Biography of Luang Pho Sanit, Wat Lam Bua Loy
Birth name: Sanit Mipong • Born 28 April 1925, Ban Bang Kung, Si Maha Phot, Prachin Buri • Ordained at Wat Tha Rue at age 23, monastic name Yasintharo
In the lowland fields of Prachin Buri, the boy named Sanit Mipong learned early what endurance feels like. Work was plain, expectations were modest, and the local temple set the rhythm of the day. By twenty-three he entered the robe at Wat Tha Rue, receiving the monastic name Yasintharo. From the first weeks, he chose the narrow path: little speech, simple requisites, and a commitment to the Vinaya that did not bend around convenience.

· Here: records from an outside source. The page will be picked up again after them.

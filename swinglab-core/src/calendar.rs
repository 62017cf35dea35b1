//! Session calendar: week-close and reopen-block windows.
//!
//! FX venues close for the weekend; positions held across the close gap at
//! unknowable prices, so the engine force-flattens inside the close window
//! and suppresses fresh entries for a configurable stretch after the
//! reopen. Crypto venues trade around the clock; the default rules are
//! empty and every bar is a normal trading bar.

use chrono::{DateTime, Datelike, Timelike, Utc, Weekday};
use serde::{Deserialize, Serialize};

/// End-of-week close window. Runs from `weekday` at `from_hour` (UTC)
/// through the end of Saturday.
#[derive(Debug, Clone, Copy, PartialEq, Eq, Serialize, Deserialize)]
pub struct WeekClose {
    pub weekday: Weekday,
    pub from_hour: u32,
}

/// Entry suppression after the weekly reopen: `hours` hours starting at
/// `weekday`/`from_hour` (UTC). Exits are unaffected. `from_hour + hours`
/// must not spill past midnight.
#[derive(Debug, Clone, Copy, PartialEq, Eq, Serialize, Deserialize)]
pub struct ReopenBlock {
    pub weekday: Weekday,
    pub from_hour: u32,
    pub hours: u32,
}

/// Session rules for one instrument. All fields optional; `None` means the
/// rule does not apply.
#[derive(Debug, Clone, Copy, Default, PartialEq, Eq, Serialize, Deserialize)]
pub struct SessionRules {
    pub week_close: Option<WeekClose>,
    pub reopen_block: Option<ReopenBlock>,
}

impl SessionRules {
    /// Friday 21:00 UTC close, Sunday 22:00 UTC reopen with a 2-hour
    /// entry block, the usual FX week.
    pub fn fx_week() -> Self {
        Self {
            week_close: Some(WeekClose {
                weekday: Weekday::Fri,
                from_hour: 21,
            }),
            reopen_block: Some(ReopenBlock {
                weekday: Weekday::Sun,
                from_hour: 22,
                hours: 2,
            }),
        }
    }

    /// True while the market is winding down for the week: open positions
    /// are force-closed and no entries are taken.
    pub fn in_close_window(&self, ts: DateTime<Utc>) -> bool {
        let Some(wc) = self.week_close else {
            return false;
        };
        let wd = ts.weekday();
        (wd == wc.weekday && ts.hour() >= wc.from_hour) || wd == Weekday::Sat
    }

    /// True during the post-reopen stretch where new entries are
    /// suppressed. Exits are never blocked by this window.
    pub fn in_reopen_block(&self, ts: DateTime<Utc>) -> bool {
        let Some(rb) = self.reopen_block else {
            return false;
        };
        ts.weekday() == rb.weekday
            && ts.hour() >= rb.from_hour
            && ts.hour() < rb.from_hour + rb.hours
    }
}

#[cfg(test)]
mod tests {
    use super::*;
    use chrono::TimeZone;

    fn at(day: u32, hour: u32) -> DateTime<Utc> {
        // 2024-06-03 is a Monday; day offsets keep the weekday obvious.
        Utc.with_ymd_and_hms(2024, 6, day, hour, 30, 0).unwrap()
    }

    #[test]
    fn default_rules_never_trigger() {
        let rules = SessionRules::default();
        assert!(!rules.in_close_window(at(7, 23))); // Friday night
        assert!(!rules.in_reopen_block(at(9, 22))); // Sunday evening
    }

    #[test]
    fn friday_evening_is_close_window() {
        let rules = SessionRules::fx_week();
        assert!(!rules.in_close_window(at(7, 20))); // Fri 20:30
        assert!(rules.in_close_window(at(7, 21))); // Fri 21:30
        assert!(rules.in_close_window(at(8, 3))); // Saturday
        assert!(!rules.in_close_window(at(9, 12))); // Sunday midday
        assert!(!rules.in_close_window(at(3, 12))); // Monday midday
    }

    #[test]
    fn reopen_block_covers_first_hours_only() {
        let rules = SessionRules::fx_week();
        assert!(!rules.in_reopen_block(at(9, 21))); // Sun 21:30, pre-reopen
        assert!(rules.in_reopen_block(at(9, 22))); // Sun 22:30
        assert!(rules.in_reopen_block(at(9, 23))); // Sun 23:30
        assert!(!rules.in_reopen_block(at(3, 0))); // Monday 00:30
    }
}
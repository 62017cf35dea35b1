//! Average True Range (ATR).
//!
//! True Range: max(high-low, |high-prev_close|, |low-prev_close|)
//! ATR uses Wilder smoothing (EMA with alpha = 1/period).
//! Warmup: needs period+1 bars for the TR series, then the seed average.

use crate::domain::Bar;

/// Compute the True Range series from bars.
/// TR[0] = high[0] - low[0] (no previous close).
/// TR[t] = max(high[t]-low[t], |high[t]-close[t-1]|, |low[t]-close[t-1]|).
pub fn true_range(bars: &[Bar]) -> Vec<f64> {
    let n = bars.len();
    let mut tr = vec![f64::NAN; n];

    if n == 0 {
        return tr;
    }

    let h = bars[0].high;
    let l = bars[0].low;
    if h.is_nan() || l.is_nan() {
        tr[0] = f64::NAN;
    } else {
        tr[0] = h - l;
    }

    for i in 1..n {
        let h = bars[i].high;
        let l = bars[i].low;
        let pc = bars[i - 1].close;
        if h.is_nan() || l.is_nan() || pc.is_nan() {
            tr[i] = f64::NAN;
        } else {
            tr[i] = (h - l).max((h - pc).abs()).max((l - pc).abs());
        }
    }

    tr
}

/// Apply Wilder smoothing to a series. Alpha = 1/period.
/// Seed: mean of the first window of `period` consecutive non-NaN values.
pub fn wilder_smooth(values: &[f64], period: usize) -> Vec<f64> {
    let n = values.len();
    let mut result = vec![f64::NAN; n];

    if n < period || period == 0 {
        return result;
    }

    // Find the first index with `period` consecutive non-NaN values.
    let mut seed_start = None;
    for i in 0..n {
        if i + period > n {
            break;
        }
        if values[i..i + period].iter().all(|v| !v.is_nan()) {
            seed_start = Some(i);
            break;
        }
    }
    let seed_start = match seed_start {
        Some(s) => s,
        None => return result,
    };
    let seed_end = seed_start + period;

    let seed: f64 = values[seed_start..seed_end].iter().sum::<f64>() / period as f64;
    result[seed_end - 1] = seed;

    let alpha = 1.0 / period as f64;
    let mut prev = seed;

    for i in seed_end..n {
        if values[i].is_nan() {
            for val in result.iter_mut().skip(i) {
                *val = f64::NAN;
            }
            return result;
        }
        let smoothed = alpha * values[i] + (1.0 - alpha) * prev;
        result[i] = smoothed;
        prev = smoothed;
    }

    result
}

/// ATR series over bars.
///
/// TR[0] has no previous close, so it is masked to NaN and the Wilder seed
/// starts from TR[1]; the first defined value lands at index `period`.
pub fn atr(bars: &[Bar], period: usize) -> Vec<f64> {
    assert!(period >= 1, "ATR period must be >= 1");
    let mut tr = true_range(bars);
    if !tr.is_empty() {
        tr[0] = f64::NAN;
    }
    wilder_smooth(&tr, period)
}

At Wat Lam Bua Loy he became known for an ascetic practice that did not advertise itself. He took to tudong pilgrimages season after season, living lightly and refusing to accumulate more than he needed. Villagers remember a monk who treated everyone the same—rice farmers, merchants, soldiers—listening first, advising without theatrics. Behind that gentleness was a craftsman’s mind: he studied traditional medicine, protective formulas, and the careful preparation of sacred objects, always with the sense that what matters is intention steady enough to hold a blessing.
Stories gathered around him, told without exaggeration by people who otherwise had no taste for marvels: that he sometimes seemed to know a visitor was coming before footsteps reached the gate; that when he promised help, the promise was kept like a vow. None of this made him aloof. If anything, the more people tried to praise him, the more he stepped to the side and pointed back to practice—keep precepts, cultivate patience, meet the day with a clean heart.
Sacred Works and Iconography
Among his sacred works, two lines became closely associated with his name. The first were the turtle “house” pieces (Phaya Tao Ruean), carved from stone in sizes that ranged from pendants to small household figures. Their form echoed ancient tales of the Bodhisattva as a turtle: patient strength, shelter carried within. People who wore or kept them at shopfronts spoke of quiet metta at work—better fortune in trade, a steadier stream of customers, and, in rare cases, the appearance of tiny relics on the surface. Some even told of pieces that seemed to shift their facing on their own after prayers, as if they were aligning themselves to bless the room.
The second were his crocodile amulets (Phaya Jorakhae), a first edition cast in lead in 1966 with the “Isawasu Nama Pa Tha” yantra engraved beneath. He made them as protective pieces for soldiers and police, giving a short instruction to keep the mantra “I Swa Su” close to the breath when danger pressed near. Their language reaches back to the legend of Phaya Kumphi, lord of aquatic creatures—an earlier life of the Buddha that became a teaching on fearlessness. He learned the crocodile lore from his uncle, Luang Lung Seng, and kept the rituals tight. Old disciples recount extraordinary rites in which wooden or stone crocodiles, after prolonged chanting, were said to take on a breath of life—an image less of magic than of the mind’s power when concentrated and aligned.
Passing and Remembrance
Luang Pho Sanit passed away on 14 March 1999, aged 74, after 51 years in the monkhood. For a time his body rested undecayed in a glass coffin, and disciples reported that strands of hair had transformed into relics before the final cremation. The stories do not end there: amulets are still worn, the turtle figures still placed above shop altars, and his direct manner of counsel quietly passed from elder devotees to the young. If there is a summary to his life, it is not a single miracle but a habit—doing the next right thing with care, until the ordinary becomes the field of blessing.